**Exercise**
Begin at the first line of the records below and, please, give each line again exactly until the line with "pub const DEVICE_A: u8 = 0x0C;" is included.

**Stored data**

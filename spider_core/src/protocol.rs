//! Binary frame codec for the two daisy-chained servo controllers.
//!
//! Each frame is `[0xAA][device][command][args...]`. Logical channels 0-23
//! map to device A (channels 0-11) and device B (channels 12-23, re-indexed
//! locally to 0-11). Multi-byte command values are split into two 7-bit
//! bytes, low byte first. Positions travel in quarter-microsecond units
//! (raw pulse width times 4).

use std::time::Duration;

use spider_traits::Transport;

use crate::error::{ProtocolError, Result, SpiderError};
use crate::hw_error::map_hw_error;

pub const SYNC: u8 = 0xAA;
/// Device address of controller A; controller B is this plus one.
pub const DEVICE_A: u8 = 0x0C;
pub const DEVICE_B: u8 = DEVICE_A + 1;

pub const CHANNELS: u8 = 24;
pub const CHANNELS_PER_DEVICE: u8 = 12;

/// Documented safe pulse-width bounds in raw device units. Zero is also
/// accepted and means "servo off".
pub const PULSE_MIN: i32 = 736;
pub const PULSE_MAX: i32 = 2272;

const CMD_SET_TARGET: u8 = 0x04;
const CMD_SET_SPEED: u8 = 0x07;
const CMD_SET_ACCEL: u8 = 0x09;
const CMD_GET_POSITION: u8 = 0x10;
const CMD_GET_MOVING: u8 = 0x13;
const CMD_SET_MULTIPLE: u8 = 0x1F;
const CMD_GET_ERRORS: u8 = 0x21;
const CMD_GO_HOME: u8 = 0x22;

/// A fresh get-position reply never has a high byte above this (2272 us
/// times 4 is 0x2380); anything larger is a desynchronized read.
const POSITION_HIGH_MAX: u8 = 0x23;

#[inline]
#[must_use]
pub const fn device_for(channel: u8) -> u8 {
    if channel < CHANNELS_PER_DEVICE {
        DEVICE_A
    } else {
        DEVICE_B
    }
}

#[inline]
#[must_use]
pub const fn local_channel_for(channel: u8) -> u8 {
    channel % CHANNELS_PER_DEVICE
}

/// Split a value into two 7-bit bytes, low first.
#[inline]
#[must_use]
pub const fn split_7bit(value: u16) -> [u8; 2] {
    [(value & 0x7F) as u8, ((value >> 7) & 0x7F) as u8]
}

fn check_channel(channel: u8) -> std::result::Result<(), ProtocolError> {
    if channel < CHANNELS {
        Ok(())
    } else {
        Err(ProtocolError::BadChannel(channel))
    }
}

fn check_pulse(channel: u8, pulse_width: i32) -> std::result::Result<(), ProtocolError> {
    // Zero parks the servo unpowered and is always legal.
    if pulse_width == 0 || (PULSE_MIN..=PULSE_MAX).contains(&pulse_width) {
        Ok(())
    } else {
        Err(ProtocolError::OutOfRange {
            channel,
            value: pulse_width,
            min: PULSE_MIN,
            max: PULSE_MAX,
        })
    }
}

/// Bounds-check a batched position command without sending anything.
///
/// Callers that write motion profiles before the position batch use this
/// first, so a rejected batch never leaves joints with speed/accel but no
/// position.
pub fn validate_targets(
    first_channel: u8,
    pulse_widths: &[i32],
) -> std::result::Result<(), ProtocolError> {
    let count = pulse_widths.len();
    if usize::from(first_channel) + count > usize::from(CHANNELS) {
        return Err(ProtocolError::TooManyTargets {
            first: first_channel,
            count,
        });
    }
    for (i, &pw) in pulse_widths.iter().enumerate() {
        let channel = first_channel + u8::try_from(i).unwrap_or(u8::MAX);
        check_pulse(channel, pw)?;
    }
    Ok(())
}

/// Codec over a byte transport, addressing both chained devices.
pub struct ServoLink<T: Transport> {
    transport: T,
    read_timeout: Duration,
}

impl<T: Transport> ServoLink<T> {
    pub fn new(transport: T) -> Self {
        Self {
            transport,
            read_timeout: Duration::from_millis(100),
        }
    }

    #[must_use]
    pub fn with_read_timeout(mut self, timeout: Duration) -> Self {
        self.read_timeout = timeout;
        self
    }

    pub fn into_inner(self) -> T {
        self.transport
    }

    fn send(&mut self, frame: &[u8]) -> Result<()> {
        self.transport
            .write(frame)
            .map_err(|e| map_hw_error(e.as_ref()))?;
        Ok(())
    }

    fn recv_byte(&mut self) -> Result<Option<u8>> {
        let b = self
            .transport
            .read_byte(self.read_timeout)
            .map_err(|e| map_hw_error(e.as_ref()))?;
        Ok(b)
    }

    fn discard_input(&mut self) -> Result<()> {
        self.transport
            .discard_input()
            .map_err(|e| map_hw_error(e.as_ref()))?;
        Ok(())
    }

    /// Command one servo to a raw pulse width (device units).
    pub fn set_position(&mut self, channel: u8, pulse_width: i32) -> Result<()> {
        check_channel(channel).map_err(SpiderError::Protocol)?;
        check_pulse(channel, pulse_width).map_err(SpiderError::Protocol)?;
        let quarter_us = (pulse_width * 4) as u16;
        let [lo, hi] = split_7bit(quarter_us);
        let frame = [
            SYNC,
            device_for(channel),
            CMD_SET_TARGET,
            local_channel_for(channel),
            lo,
            hi,
        ];
        self.send(&frame)
    }

    pub fn set_speed(&mut self, channel: u8, speed: u16) -> Result<()> {
        self.set_profile(channel, CMD_SET_SPEED, speed)
    }

    pub fn set_accel(&mut self, channel: u8, accel: u16) -> Result<()> {
        self.set_profile(channel, CMD_SET_ACCEL, accel)
    }

    fn set_profile(&mut self, channel: u8, command: u8, value: u16) -> Result<()> {
        check_channel(channel).map_err(SpiderError::Protocol)?;
        let [lo, hi] = split_7bit(value);
        let frame = [
            SYNC,
            device_for(channel),
            command,
            local_channel_for(channel),
            lo,
            hi,
        ];
        self.send(&frame)
    }

    /// Command a consecutive run of servos in one or two batched frames.
    ///
    /// The run is split at the device boundary when it straddles both
    /// controllers. Every pulse width in both sub-batches is validated
    /// before anything is written, so a rejected batch never partially
    /// applies.
    pub fn set_multiple(&mut self, first_channel: u8, pulse_widths: &[i32]) -> Result<()> {
        validate_targets(first_channel, pulse_widths).map_err(SpiderError::Protocol)?;

        let count = pulse_widths.len();
        let split = usize::from(CHANNELS_PER_DEVICE.saturating_sub(first_channel)).min(count);
        let (head, tail) = pulse_widths.split_at(split);

        if !head.is_empty() {
            let frame = Self::batch_frame(
                device_for(first_channel),
                local_channel_for(first_channel),
                head,
            );
            self.send(&frame)?;
        }
        if !tail.is_empty() {
            let frame = Self::batch_frame(DEVICE_B, 0, tail);
            self.send(&frame)?;
        }
        Ok(())
    }

    fn batch_frame(device: u8, first_local: u8, pulse_widths: &[i32]) -> Vec<u8> {
        let mut frame = Vec::with_capacity(5 + pulse_widths.len() * 2);
        frame.extend_from_slice(&[
            SYNC,
            device,
            CMD_SET_MULTIPLE,
            pulse_widths.len() as u8,
            first_local,
        ]);
        for &pw in pulse_widths {
            let [lo, hi] = split_7bit((pw * 4) as u16);
            frame.push(lo);
            frame.push(hi);
        }
        frame
    }

    /// Query one servo's position in raw device units.
    ///
    /// Returns `Ok(None)` on a short or desynchronized reply; stale bytes
    /// are discarded so the next query starts clean.
    pub fn get_position(&mut self, channel: u8) -> Result<Option<i32>> {
        check_channel(channel).map_err(SpiderError::Protocol)?;
        let frame = [
            SYNC,
            device_for(channel),
            CMD_GET_POSITION,
            local_channel_for(channel),
        ];
        self.send(&frame)?;

        let Some(lo) = self.recv_byte()? else {
            self.discard_input()?;
            return Ok(None);
        };
        let Some(hi) = self.recv_byte()? else {
            self.discard_input()?;
            return Ok(None);
        };
        // Replies are plain 8-bit little-endian, unlike command payloads.
        if hi > POSITION_HIGH_MAX {
            self.discard_input()?;
            return Ok(None);
        }
        let quarter_us = i32::from(lo) | (i32::from(hi) << 8);
        Ok(Some(quarter_us / 4))
    }

    /// True when either controller reports servos still in motion.
    ///
    /// A short reply from one device counts as "not moving" for that
    /// device rather than an error; motion polling must stay best-effort.
    pub fn get_moving(&mut self) -> Result<bool> {
        for device in [DEVICE_A, DEVICE_B] {
            self.send(&[SYNC, device, CMD_GET_MOVING])?;
            if let Some(b) = self.recv_byte()? {
                if b != 0 {
                    return Ok(true);
                }
            }
        }
        Ok(false)
    }

    /// Send both controllers to their configured home positions.
    pub fn go_home(&mut self) -> Result<()> {
        for device in [DEVICE_A, DEVICE_B] {
            self.send(&[SYNC, device, CMD_GO_HOME])?;
        }
        Ok(())
    }

    /// Read and clear one controller's error register.
    ///
    /// `device_index` selects controller A (0) or B (1). A short reply
    /// yields `Ok(None)`.
    pub fn get_errors(&mut self, device_index: u8) -> Result<Option<u16>> {
        let device = if device_index == 0 { DEVICE_A } else { DEVICE_B };
        self.send(&[SYNC, device, CMD_GET_ERRORS])?;
        let (Some(lo), Some(hi)) = (self.recv_byte()?, self.recv_byte()?) else {
            tracing::warn!(device, "short reply to error-register query");
            self.discard_input()?;
            return Ok(None);
        };
        Ok(Some(u16::from(lo) | (u16::from(hi) << 8)))
    }
}

#[cfg(test)]
mod tests {
    use super::*;

    #[test]
    fn channel_partition_recombines() {
        for c in 0..CHANNELS {
            let device = device_for(c);
            let local = local_channel_for(c);
            assert!(local < CHANNELS_PER_DEVICE);
            let recombined = if device == DEVICE_A {
                local
            } else {
                local + CHANNELS_PER_DEVICE
            };
            assert_eq!(recombined, c);
        }
        assert_eq!(device_for(11), DEVICE_A);
        assert_eq!(device_for(12), DEVICE_B);
    }

    #[test]
    fn split_7bit_reconstructs() {
        for v in [0u16, 1, 127, 128, 2944, 9088, 0x3FFF] {
            let [lo, hi] = split_7bit(v);
            assert!(lo < 0x80 && hi < 0x80);
            assert_eq!(u16::from(lo) | (u16::from(hi) << 7), v & 0x3FFF);
        }
    }
}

**Exercise output**
filename spider_core/src/protocol.rs
//! Binary frame codec for the two daisy-chained servo controllers.
//!
//! Each frame is `[0xAA][device][command][args...]`. Logical channels 0-23
//! map to device A (channels 0-11) and device B (channels 12-23, re-indexed
//! locally to 0-11). Multi-byte command values are split into two 7-bit
//! bytes, low byte first. Positions travel in quarter-microsecond units
//! (raw pulse width times 4).

use std::time::Duration;

use spider_traits::Transport;

use crate::error::{ProtocolError, Result, SpiderError};
use crate::hw_error::map_hw_error;

pub const SYNC: u8 = 0xAA;
/// Device address of controller A; controller B is this plus one.
pub const DEVICE_A: u8 = 0x0C;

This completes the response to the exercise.